Desde 2018, 440 ONGs foram canceladas pelo governo no contexto da crise política que o país vive com os protestos sociais que estouraram este ano e deixaram 355 mortos e milhares de exilados, segundo a Comissão Interamericana de Direitos Humanos (CIDH).

O deputado sandinista Filiberto Rodríguez, que apresentou o projeto de encerramento das ONGs, anunciou que as dissoluções continuarão.

O governo acusa esses grupos de empregar recursos recebidos do exterior para desestabilizar o país com o apoio dos Estados Unidos.

Ortega, de 76 anos, no governo desde 2007, obteve um quarto mandato consecutivo nas eleições de novembro do ano passado, com seus adversários presos.

O Escritório do Alto Comissariado das Nações Unidas para os Direitos Humanos afirmou que “a personalidade jurídica confere a uma organização da sociedade civil a própria possibilidade de existir”.
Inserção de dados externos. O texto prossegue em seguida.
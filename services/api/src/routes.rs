use crate::infra::AppState;
use axum::http::{header, StatusCode};
use axum::response::{IntoResponse, Response};
use axum::Extension;
use axum::Json;
use serde_json::json;
use std::sync::Arc;
use tracing::warn;
use visa_eval::eligibility::{
    eligibility_router, EligibilityService, EvaluationRepository, EvaluationSummary,
};

const RECENT_LIMIT: usize = 20;

pub(crate) fn with_eligibility_routes<R>(service: Arc<EligibilityService<R>>) -> axum::Router
where
    R: EvaluationRepository + 'static,
{
    let recent_service = service.clone();
    eligibility_router(service)
        .route("/health", axum::routing::get(healthcheck))
        .route("/ready", axum::routing::get(readiness_endpoint))
        .route("/metrics", axum::routing::get(metrics_endpoint))
        .route(
            "/api/v1/eligibility/recent",
            axum::routing::get(move || recent_evaluations_endpoint(recent_service.clone())),
        )
}

pub(crate) async fn healthcheck() -> Json<serde_json::Value> {
    Json(json!({ "status": "ok" }))
}

pub(crate) async fn readiness_endpoint(Extension(state): Extension<AppState>) -> impl IntoResponse {
    let ready = state.readiness.load(std::sync::atomic::Ordering::Relaxed);
    let status = if ready {
        StatusCode::OK
    } else {
        StatusCode::SERVICE_UNAVAILABLE
    };

    let payload = if ready {
        json!({ "status": "ready" })
    } else {
        json!({ "status": "initializing" })
    };

    (status, Json(payload))
}

pub(crate) async fn metrics_endpoint(Extension(state): Extension<AppState>) -> impl IntoResponse {
    (
        StatusCode::OK,
        [(header::CONTENT_TYPE, "text/plain; version=0.0.4")],
        state.metrics.render(),
    )
}

pub(crate) async fn recent_evaluations_endpoint<R>(service: Arc<EligibilityService<R>>) -> Response
where
    R: EvaluationRepository + 'static,
{
    match service.recent(RECENT_LIMIT) {
        Ok(records) => {
            let evaluations: Vec<EvaluationSummary> =
                records.iter().map(|record| record.summary()).collect();
            (StatusCode::OK, Json(json!({ "evaluations": evaluations })))
                .into_response()
        }
        Err(err) => {
            warn!(error = %err, "failed to list recent evaluations");
            (
                StatusCode::INTERNAL_SERVER_ERROR,
                Json(json!({ "error": err.to_string() })),
            )
                .into_response()
        }
    }
}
Por sua vez, o Observatório para a Proteção dos Defensores de Direitos Humanos considerou a dissolução das ONGs um “ataque à sociedade civil” e alertou que o ato visa “eliminar toda possível visão social e política” contrária ao governo.

Os órgãos de proteção e defensores dos direitos humanos “urgem as autoridades nicaraguenses que revoguem essa decisão e garantam, em todas as circunstâncias, o direito à liberdade de associação”, disse o Observatório.